What the task asks:
Every line in the entries where "BTreeMap" is found should be copied.

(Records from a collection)

- - - -

//! Relocates points after a deformation: every point is rebinned into the
//! voxel and leaf its new position falls in, and attribute data is copied
//! into rebuilt leaves. Leaves whose points never leave their voxels are
//! moved into the new tree untouched.

mod deformer;
mod maps;
mod relocate;

use std::collections::BTreeMap;

use glam::DVec3;

use crate::attributes::AttributeSet;
use crate::error::{PointsError, PointsResult};
use crate::math::{Coord, Transform};
use crate::parallel;
use crate::points::{PointDataGrid, PointFilter, PointLeaf, PointTree};
use crate::tree::{coord_to_offset, leaf_origin, SIZE};

pub use deformer::{
    CachedDeformer, CachedLeaf, Deformer, DeformerCache, FnDeformer, NullDeformer,
    OffsetDeformer, PointRef,
};

use maps::{LeafIndexMaps, MoveMaps};

#[derive(Debug, Clone, Copy, Default, PartialEq, Eq)]
pub struct MoveReport {
    /// Leaves rebuilt from copied attribute data.
    pub moved_leaves: usize,
    /// Leaves transplanted as-is.
    pub static_leaves: usize,
    pub point_count: usize,
}

/// Moves the points of `points` with `deformer`, keeping the grid transform.
/// Points rejected by `filter` are deleted.
pub fn move_points<D, F>(
    points: &mut PointDataGrid,
    deformer: &D,
    filter: &F,
    threaded: bool,
) -> PointsResult<MoveReport>
where
    D: Deformer,
    F: PointFilter,
{
    let transform = *points.transform();
    move_points_to(points, transform, deformer, filter, threaded)
}

/// Moves the points of `points` with `deformer` and rebins them into
/// `transform`, which becomes the grid transform.
pub fn move_points_to<D, F>(
    points: &mut PointDataGrid,
    transform: Transform,
    deformer: &D,
    filter: &F,
    threaded: bool,
) -> PointsResult<MoveReport>
where
    D: Deformer,
    F: PointFilter,
{
    if !transform.is_valid() {
        return Err(PointsError::InvalidSettings(format!(
            "target voxel size {} is not a positive finite value",
            transform.voxel_size()
        )));
    }
    let descriptor = points.descriptor().clone();
    let source_transform = *points.transform();
    if points.tree().is_empty() {
        points.replace_tree(PointTree::new(), transform, descriptor);
        return Ok(MoveReport::default());
    }

    let deformed = deform_leaves(points, &transform, deformer, filter, threaded)?;
    let mut sources = points.tree_mut().take_leaves();

    let histograms = target_histograms(&deformed, threaded);
    let target_origins: Vec<Coord> = histograms.iter().map(|(origin, _)| *origin).collect();
    let mut targets = parallel::map_indexed(histograms.len(), threaded, |idx| {
        let (origin, counts) = &histograms[idx];
        let total = counts.iter().map(|c| *c as usize).sum();
        PointLeaf::from_counts(
            *origin,
            counts,
            AttributeSet::new_uniform(descriptor.clone(), total),
        )
    });
    drop(histograms);
    tracing::debug!(
        source_leaves = sources.len(),
        target_leaves = targets.len(),
        "built target topology"
    );

    let source_origins: Vec<Coord> = sources.iter().map(PointLeaf::origin).collect();
    let index_maps = LeafIndexMaps::build(&source_origins, &target_origins, threaded);
    let move_maps = MoveMaps::build(&mut sources, &deformed, &index_maps, threaded);
    drop(deformed);
    tracing::debug!(
        global_moves = move_maps.global_count(),
        static_leaves = move_maps.static_count(),
        "built move maps"
    );

    relocate::relocate(
        &mut targets,
        &sources,
        &index_maps.source_indices,
        &move_maps,
        threaded,
    );

    // static leaves are only transplanted once nothing reads from them
    let mut tree = PointTree::new();
    for leaf in targets {
        tree.insert_leaf(leaf);
    }
    for (leaf, is_static) in sources.into_iter().zip(&move_maps.static_leaves) {
        if *is_static {
            tree.insert_leaf(leaf);
        }
    }

    let report = MoveReport {
        moved_leaves: tree.leaf_count() - move_maps.static_count(),
        static_leaves: move_maps.static_count(),
        point_count: tree.point_count(),
    };
    if source_transform != transform {
        tracing::debug!(
            from = source_transform.voxel_size(),
            to = transform.voxel_size(),
            "rebinned points into a new transform"
        );
    }
    points.replace_tree(tree, transform, descriptor);
    tracing::info!(
        points = report.point_count,
        moved_leaves = report.moved_leaves,
        static_leaves = report.static_leaves,
        "moved points"
    );
    Ok(report)
}

/// Index-space target position of every point, per source leaf and point
/// index. Points that are filtered out or sit in inactive voxels are `None`.
fn deform_leaves<D, F>(
    points: &PointDataGrid,
    target: &Transform,
    deformer: &D,
    filter: &F,
    threaded: bool,
) -> PointsResult<Vec<Vec<Option<DVec3>>>>
where
    D: Deformer,
    F: PointFilter,
{
    let source = *points.transform();
    let leaves = points.tree().leaf_list();
    let convert = source != *target;

    parallel::try_map_indexed(leaves.len(), threaded, |idx| {
        let leaf = leaves[idx];
        let mut deformer = deformer.clone();
        deformer.reset(leaf, idx)?;
        let mut filter = filter.clone();
        filter.reset(leaf);

        let mut out = vec![None; leaf.point_count()];
        let Some(positions) = leaf.positions() else {
            return Ok(out);
        };
        for (offset, index) in leaf.iter_points() {
            if !filter.is_all() && !filter.valid(leaf, index) {
                continue;
            }
            let voxel = leaf.voxel_coord(offset);
            let point = PointRef {
                leaf_index: idx,
                index,
                voxel,
            };
            let mut position = voxel.as_dvec3() + positions.get(index);
            if deformer.index_space() {
                deformer.apply(&mut position, point);
                if convert {
                    position = target.world_to_index(source.index_to_world(position));
                }
            } else {
                let mut world = source.index_to_world(position);
                deformer.apply(&mut world, point);
                position = target.world_to_index(world);
            }
            out[index] = Some(position);
        }
        Ok(out)
    })
}

/// Per-voxel point counts of every target leaf, in ascending origin order.
fn target_histograms(deformed: &[Vec<Option<DVec3>>], threaded: bool) -> Vec<(Coord, Vec<u32>)> {
    let partial = parallel::map_indexed(deformed.len(), threaded, |idx| {
        let mut counts: BTreeMap<Coord, Vec<u32>> = BTreeMap::new();
        for position in deformed[idx].iter().flatten() {
            let (voxel, _) = Coord::split_voxel_local(*position);
            counts
                .entry(leaf_origin(voxel))
                .or_insert_with(|| vec![0; SIZE])[coord_to_offset(voxel)] += 1;
        }
        counts
    });

    let mut merged: BTreeMap<Coord, Vec<u32>> = BTreeMap::new();
    for counts in partial {
        for (origin, leaf_counts) in counts {
            match merged.get_mut(&origin) {
                Some(existing) => {
                    for (a, b) in existing.iter_mut().zip(leaf_counts) {
                        *a += b;
                    }
                }
                None => {
                    merged.insert(origin, leaf_counts);
                }
            }
        }
    }
    merged.into_iter().collect()
}

#[cfg(test)]
mod tests;
use glam::DVec3;

use crate::attributes::{AttributeInfo, AttributeStorage, AttributeType, AttributeValue};
use crate::error::PointsError;
use crate::math::{Coord, Transform};
use crate::points::{AttributeThresholdFilter, NullFilter, PointCloud, PointDataGrid, PointLeaf};

use super::*;

fn id_info() -> AttributeInfo {
    AttributeInfo {
        name: "id".to_string(),
        data_type: AttributeType::Int,
        stride: 1,
        default: AttributeValue::Int(-1),
    }
}

fn grid_with_ids(positions: &[DVec3], voxel_size: f64) -> PointDataGrid {
    let ids = (0..positions.len() as i32).collect();
    let cloud = PointCloud::new(positions.to_vec()).with_attribute(id_info(), AttributeStorage::Int(ids));
    PointDataGrid::from_cloud(&cloud, Transform::linear(voxel_size)).expect("grid")
}

fn scattered(count: usize, extent: f64) -> Vec<DVec3> {
    let mut state = 0x2545_f491_u64;
    let mut next = move || {
        state = state.wrapping_mul(6364136223846793005).wrapping_add(1442695040888963407);
        ((state >> 11) as f64 / (1u64 << 53) as f64) * 2.0 * extent - extent
    };
    (0..count).map(|_| DVec3::new(next(), next(), next())).collect()
}

fn ids(grid: &PointDataGrid) -> Vec<i32> {
    match grid.attribute_values("id").expect("ids") {
        AttributeStorage::Int(values) => values,
        other => panic!("unexpected id storage {other:?}"),
    }
}

fn positions_by_id(grid: &PointDataGrid) -> Vec<DVec3> {
    let mut pairs: Vec<(i32, DVec3)> = ids(grid).into_iter().zip(grid.world_positions()).collect();
    pairs.sort_by_key(|(id, _)| *id);
    pairs.into_iter().map(|(_, p)| p).collect()
}

#[test]
fn null_deformer_keeps_every_leaf_static() {
    let positions = scattered(300, 4.0);
    let mut grid = grid_with_ids(&positions, 0.25);
    let before = grid.clone();
    let report = move_points(&mut grid, &NullDeformer, &NullFilter, true).expect("move");

    assert_eq!(report.static_leaves, before.leaf_count());
    assert_eq!(report.moved_leaves, 0);
    assert_eq!(report.point_count, 300);
    assert_eq!(ids(&grid), ids(&before));
    for (a, b) in grid.world_positions().iter().zip(before.world_positions()) {
        assert!((*a - b).length() < 1.0e-6);
    }
}

#[test]
fn null_deformer_keeps_points_on_a_voxel_face() {
    let mut grid = grid_with_ids(&[DVec3::new(0.499_999_99, 0.0, 0.0)], 1.0);
    let face = crate::tree::coord_to_offset(Coord::new(1, 0, 0));
    let count_at = |grid: &PointDataGrid, offset: usize| {
        grid.tree()
            .probe_leaf(Coord::ZERO)
            .map(|leaf| leaf.voxel_range(offset).len())
    };
    assert_eq!(count_at(&grid, face), Some(1));

    for _ in 0..2 {
        let report = move_points(&mut grid, &NullDeformer, &NullFilter, true).expect("move");
        assert_eq!(report.static_leaves, 1);
        assert_eq!(report.moved_leaves, 0);
        assert_eq!(count_at(&grid, face), Some(1));
        assert_eq!(count_at(&grid, 0), Some(0));
    }
}

#[test]
fn offset_move_transports_attributes() {
    let positions = scattered(500, 3.0);
    let mut grid = grid_with_ids(&positions, 0.1);
    let offset = DVec3::new(0.75, -0.3, 1.6);
    let report = move_points(&mut grid, &OffsetDeformer::world(offset), &NullFilter, true)
        .expect("move");
    assert_eq!(report.point_count, positions.len());

    for (moved, original) in positions_by_id(&grid).iter().zip(&positions) {
        assert!((*moved - (*original + offset)).length() < 1.0e-5);
    }
    for leaf in grid.tree().leaves() {
        for (_, index) in leaf.iter_points() {
            assert!(leaf.position(index).abs().max_element() <= 0.5 + 1.0e-6);
        }
    }
}

#[test]
fn filter_deletes_rejected_points() {
    let positions = scattered(200, 2.0);
    let mut values = Vec::new();
    for i in 0..positions.len() {
        values.push(if i % 3 == 0 { 1.0 } else { 0.0 });
    }
    let cloud = PointCloud::new(positions.clone())
        .with_attribute(id_info(), AttributeStorage::Int((0..200).collect()))
        .with_attribute(
            AttributeInfo {
                name: "keep".to_string(),
                data_type: AttributeType::Float,
                stride: 1,
                default: AttributeValue::Float(0.0),
            },
            AttributeStorage::Float(values),
        );
    let mut grid = PointDataGrid::from_cloud(&cloud, Transform::linear(0.5)).expect("grid");
    let filter = AttributeThresholdFilter::new("keep", 0.5);
    let report = move_points(&mut grid, &NullDeformer, &filter, false).expect("move");

    let kept = (0..200).filter(|i| i % 3 == 0).count();
    assert_eq!(report.point_count, kept);
    assert_eq!(grid.point_count(), kept);
    assert!(ids(&grid).iter().all(|id| id % 3 == 0));
}

#[test]
fn threaded_and_serial_moves_agree() {
    let positions = scattered(2000, 6.0);
    let deformer = FnDeformer(|p: &mut DVec3, _: PointRef| {
        *p = DVec3::new(p.y, -p.x, p.z * 0.5);
    });
    let run = |threaded: bool| {
        let mut grid = grid_with_ids(&positions, 0.2);
        move_points(&mut grid, &deformer, &NullFilter, threaded).expect("move");
        grid
    };
    let first = run(true);
    assert_eq!(ids(&first), ids(&run(true)));
    assert_eq!(ids(&first), ids(&run(false)));
    assert_eq!(first.leaf_count(), run(false).leaf_count());
}

#[test]
fn incoming_points_precede_local_points_in_a_voxel() {
    let mut grid = grid_with_ids(&[DVec3::ZERO, DVec3::new(9.0, 0.0, 0.0)], 1.0);
    let deformer = FnDeformer(|p: &mut DVec3, _: PointRef| {
        if p.x > 8.0 {
            p.x -= 9.0;
        }
    });
    let report = move_points(&mut grid, &deformer, &NullFilter, true).expect("move");
    assert_eq!(grid.leaf_count(), 1);
    assert_eq!(report.static_leaves, 0);
    let leaf = grid.tree().probe_leaf(Coord::ZERO).expect("leaf");
    assert_eq!(leaf.voxel_range(0), 0..2);
    assert_eq!(ids(&grid), vec![1, 0]);
}

#[test]
fn index_space_deformer_shifts_by_voxels() {
    let mut grid = grid_with_ids(&[DVec3::new(0.1, 0.1, 0.1)], 0.5);
    move_points(
        &mut grid,
        &OffsetDeformer::index(DVec3::new(8.0, 0.0, 0.0)),
        &NullFilter,
        true,
    )
    .expect("move");
    assert!(grid.tree().probe_leaf(Coord::new(8, 0, 0)).is_some());
    let p = grid.world_positions()[0];
    assert!((p - DVec3::new(4.1, 0.1, 0.1)).length() < 1.0e-6);
}

#[test]
fn merged_points_stay_in_their_voxels() {
    let xform = Transform::linear(0.1);
    let mut a = PointDataGrid::from_positions(&[DVec3::ZERO], xform).expect("a");
    let mut b = PointDataGrid::from_positions(&[DVec3::new(10.0, 0.0, 0.0)], xform).expect("b");
    a.merge_points(&mut b, true).expect("merge");

    let report = move_points(&mut a, &NullDeformer, &NullFilter, true).expect("move");
    assert_eq!(report.static_leaves, 2);
    assert_eq!(report.point_count, 2);
    for world in [DVec3::ZERO, DVec3::new(10.0, 0.0, 0.0)] {
        let voxel = xform.world_to_index_cell_centered(world);
        let leaf = a.tree().probe_leaf(voxel).expect("leaf");
        assert_eq!(leaf.voxel_range(crate::tree::coord_to_offset(voxel)).len(), 1);
    }
}

#[test]
fn move_into_a_new_transform_keeps_world_positions() {
    let positions = scattered(100, 1.0);
    let mut grid = grid_with_ids(&positions, 0.1);
    move_points_to(&mut grid, Transform::linear(0.35), &NullDeformer, &NullFilter, true)
        .expect("move");
    assert_eq!(grid.transform().voxel_size(), 0.35);
    for (moved, original) in positions_by_id(&grid).iter().zip(&positions) {
        assert!((*moved - *original).length() < 1.0e-5);
    }
}

#[test]
fn cached_deformer_requires_evaluation() {
    let mut grid = grid_with_ids(&[DVec3::ZERO], 1.0);
    let cache = DeformerCache::new();
    let result = move_points(&mut grid, &CachedDeformer::new(&cache), &NullFilter, true);
    assert_eq!(result, Err(PointsError::EmptyCache));

    let leaf: &PointLeaf = grid.tree().leaves().next().expect("leaf");
    let mut cache = DeformerCache::new();
    cache
        .evaluate(&grid, &NullDeformer, &NullFilter, false)
        .expect("evaluate");
    let mut deformer = CachedDeformer::new(&cache);
    assert_eq!(
        deformer.reset(leaf, 4),
        Err(PointsError::CacheIndexOutOfRange { index: 4, len: 1 })
    );
}

#[test]
fn cached_deformer_replays_positions() {
    let positions = scattered(400, 2.0);
    let offset = DVec3::new(-1.25, 0.5, 0.0);
    let mut direct = grid_with_ids(&positions, 0.2);
    let mut cached = direct.clone();

    let mut cache = DeformerCache::new();
    cache
        .evaluate(&cached, &OffsetDeformer::world(offset), &NullFilter, true)
        .expect("evaluate");
    assert!(cache.leaves.iter().all(|leaf| leaf.map_data.is_empty()));

    move_points(&mut direct, &OffsetDeformer::world(offset), &NullFilter, true).expect("direct");
    move_points(&mut cached, &CachedDeformer::new(&cache), &NullFilter, true).expect("cached");
    assert_eq!(ids(&direct), ids(&cached));
    for (a, b) in direct.world_positions().iter().zip(cached.world_positions()) {
        assert!((*a - b).length() < 1.0e-6);
    }
}

#[test]
fn filtered_cache_uses_sparse_storage() {
    let grid = grid_with_ids(&scattered(50, 1.0), 0.5);
    let filter = crate::points::FnFilter(|_: &PointLeaf, index: usize| index % 2 == 0);
    let mut cache = DeformerCache::new();
    cache
        .evaluate(&grid, &NullDeformer, &filter, true)
        .expect("evaluate");
    let leaf = cache.leaves.iter().find(|leaf| !leaf.map_data.is_empty()).expect("sparse leaf");
    assert!(leaf.vec_data.is_empty());
    assert!(leaf.total_size >= leaf.map_data.len());
}

#[test]
fn invalid_target_transform_is_rejected() {
    let mut grid = grid_with_ids(&[DVec3::ZERO], 1.0);
    assert!(matches!(
        move_points_to(&mut grid, Transform::linear(-1.0), &NullDeformer, &NullFilter, true),
        Err(PointsError::InvalidSettings(_))
    ));
}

- - - -

Exercise solution:
use std::collections::BTreeMap;
        let mut counts: BTreeMap<Coord, Vec<u32>> = BTreeMap::new();
    let mut merged: BTreeMap<Coord, Vec<u32>> = BTreeMap::new();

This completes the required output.